When the oxidative stress has subsided, the protein BACH1 is stabilised and accumulates in the cancer cells. This protein activates the cancer cell which then triggers metastasis mechanisms. This includes the cancer cell increasing the metabolism of glucose and the stockpiling of glucose from the blood stream. The higher concentration of glucose then boosts the spread of cancer cells.

“There is nothing to suggest, however, that the amount of glucose in the blood has anything to do with this. Rather, it is the tumour cells’ ability to utilise glucose that is essential to the accelerating metastasis,” says Martin Bergo, professor at the Department of Biosciences and Nutrition at Karolinska Institutet, who led the Swedish study.

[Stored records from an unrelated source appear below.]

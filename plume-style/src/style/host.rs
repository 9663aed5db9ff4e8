use plume_theme::theme::Theme;

use crate::widget::{WidgetContext, WidgetKey};

/// What the style needs from the application hosting it.
pub trait StyleHost {
    /// The active theme was replaced.
    fn on_theme_changed(&mut self, _theme: &Theme) {}

    /// Every cached tinted icon was dropped.
    fn on_icon_cache_cleared(&mut self) {}

    /// Repaint every top-level widget.
    fn repaint_top_level_widgets(&mut self);

    /// Look up a live widget by key. [None] when the widget is gone or unknown.
    fn widget(&self, _key: WidgetKey) -> Option<&dyn WidgetContext> {
        None
    }
}

/// A host that knows no widgets and ignores every request.
///
/// Useful for headless measuring and for tests.
#[derive(Debug, Clone, Copy, Default)]
pub struct NullHost;

impl StyleHost for NullHost {
    fn repaint_top_level_widgets(&mut self) {}
}
fn hint_handler(hint: StyleHint) -> Option<HintHandler> {
    let handler: HintHandler = match hint {
        StyleHint::ComboBoxPopup
        | StyleHint::ScrollBarTransient
        | StyleHint::UnderlineShortcut
        | StyleHint::FocusFrameAboveWidget => layout::hint_enabled,
        StyleHint::ItemViewActivateItemOnSingleClick | StyleHint::DialogButtonsHaveIcons => layout::hint_disabled,
        StyleHint::MenuSubMenuDelay => layout::hint_sub_menu_delay,
        StyleHint::SliderAbsoluteSetButtons => layout::hint_left_button,
        StyleHint::WidgetAnimationDuration => layout::hint_animation_duration,
        StyleHint::ToolTipWakeUpDelay | StyleHint::TabBarElideMode | StyleHint::RubberBandTranslucent => {
            return None
        },
    };
    Some(handler)
}

#[cfg(test)]
mod tests {
    use super::*;

    #[test]
    fn untouched_kinds_are_left_to_the_base_style() {
        let table = HandlerTable::build();
        assert!(table.handles(ControlKind::Primitive(PrimitiveElement::FrameFocusRect)));
        assert!(!table.handles(ControlKind::Primitive(PrimitiveElement::IndicatorBranch)));
        assert!(!table.handles(ControlKind::Complex(ComplexControl::TitleBar)));
        assert!(table.handles(ControlKind::SubControl(ComplexControl::Slider, SubControl::SliderHandle)));
        assert!(!table.handles(ControlKind::Metric(PixelMetric::TextCursorWidth)));
        assert!(table.handles(ControlKind::Hint(StyleHint::WidgetAnimationDuration)));
    }

    #[test]
    fn themed_kinds_follow_declaration_order() {
        let table = HandlerTable::build();
        let kinds: Vec<_> = table.themed_kinds().collect();
        assert_eq!(kinds.first(), Some(&ControlKind::Primitive(PrimitiveElement::Frame)));
        assert!(!table.is_empty());
        assert_eq!(kinds.len(), table.len() - table.sub_controls.len());
    }
}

“We now have important new information on lung cancer metastasis, making it possible for us to develop new treatments, such as ones based on inhibiting BACH1,” says Professor Bergo. “In this present study, we show that the aggressive metastasising induced by antioxidants can be blocked by stopping the production of BACH1 or by using drugs that suppress the breakdown of sugar. Our American colleagues show how inhibiting another enzyme, heme oxygenase, which is linked to BACH1, can also curb the metastasis process.”

The studies were published at the same time in the journal Cell.